[Collected data entries]
◆ ◆ ◆
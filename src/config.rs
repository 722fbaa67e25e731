use clap::Parser;
use crossterm::{
    cursor::MoveTo,
    queue,
    terminal::{Clear, ClearType},
};
use std::io::{self, Write};

pub const DEFAULT_CONSOLE_LINES: usize = 25;

#[derive(Parser, Debug)]
#[command(about = "Slide the tiles back into order: w/a/s/d to move, q to quit")]
pub struct Args {
    /// Blank lines printed above each board. Raise it if the board
    /// isn't sitting at the bottom of the console.
    #[arg(long, default_value_t = DEFAULT_CONSOLE_LINES)]
    pub console_lines: usize,
    /// Clear the terminal before each board instead of printing blank lines.
    #[arg(long)]
    pub clear: bool,
    /// Seed for a reproducible shuffle.
    #[arg(long)]
    pub seed: Option<u64>,
    /// Tracing filter, e.g. "info", "debug". Logs go to stderr.
    #[arg(long, default_value = "warn")]
    pub log: String,
}

/// How the console is cleared before a board is drawn.
#[derive(Debug, Clone, Copy, PartialEq, Eq)]
pub enum ClearMode {
    BlankLines(usize),
    Terminal,
}

impl ClearMode {
    pub fn write_preamble<W: Write>(&self, out: &mut W) -> io::Result<()> {
        match *self {
            ClearMode::BlankLines(count) => {
                for _ in 0..count {
                    writeln!(out)?;
                }
                Ok(())
            }
            ClearMode::Terminal => queue!(out, Clear(ClearType::All), MoveTo(0, 0)),
        }
    }
}

impl Default for ClearMode {
    fn default() -> Self {
        ClearMode::BlankLines(DEFAULT_CONSOLE_LINES)
    }
}

#[derive(Debug, Clone)]
pub struct Config {
    pub clear: ClearMode,
    pub seed: Option<u64>,
    pub log: String,
}

impl From<Args> for Config {
    fn from(args: Args) -> Self {
        let clear = if args.clear {
            ClearMode::Terminal
        } else {
            ClearMode::BlankLines(args.console_lines)
        };

        Self {
            clear,
            seed: args.seed,
            log: args.log,
        }
    }
}

#[cfg(test)]
mod tests {
    use super::*;

    #[test]
    fn defaults_match_console_layout() {
        let config = Config::from(Args::parse_from(["fifteen-puzzle"]));
        assert_eq!(config.clear, ClearMode::BlankLines(25));
        assert_eq!(config.seed, None);
        assert_eq!(config.log, "warn");
    }

    #[test]
    fn clear_flag_selects_terminal_mode() {
        let args = Args::parse_from(["fifteen-puzzle", "--clear", "--console-lines", "3"]);
        assert_eq!(Config::from(args).clear, ClearMode::Terminal);
    }

    #[test]
    fn seed_and_console_lines_are_parsed() {
        let args = Args::parse_from(["fifteen-puzzle", "--seed", "42", "--console-lines", "3"]);
        let config = Config::from(args);
        assert_eq!(config.seed, Some(42));
        assert_eq!(config.clear, ClearMode::BlankLines(3));
    }

    #[test]
    fn blank_line_preamble() {
        let mut out = Vec::new();
        ClearMode::BlankLines(3).write_preamble(&mut out).unwrap();
        assert_eq!(out, b"\n\n\n");
    }

    #[test]
    fn terminal_preamble_emits_escape_sequence() {
        let mut out = Vec::new();
        ClearMode::Terminal.write_preamble(&mut out).unwrap();
        assert!(out.starts_with(b"\x1b["));
    }
}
◆ ◆ ◆
What the task asks
Read the lines above. Gather those in which the string "each" is found.

Task result
    /// Blank lines printed above each board. Raise it if the board
    /// Clear the terminal before each board instead of printing blank lines.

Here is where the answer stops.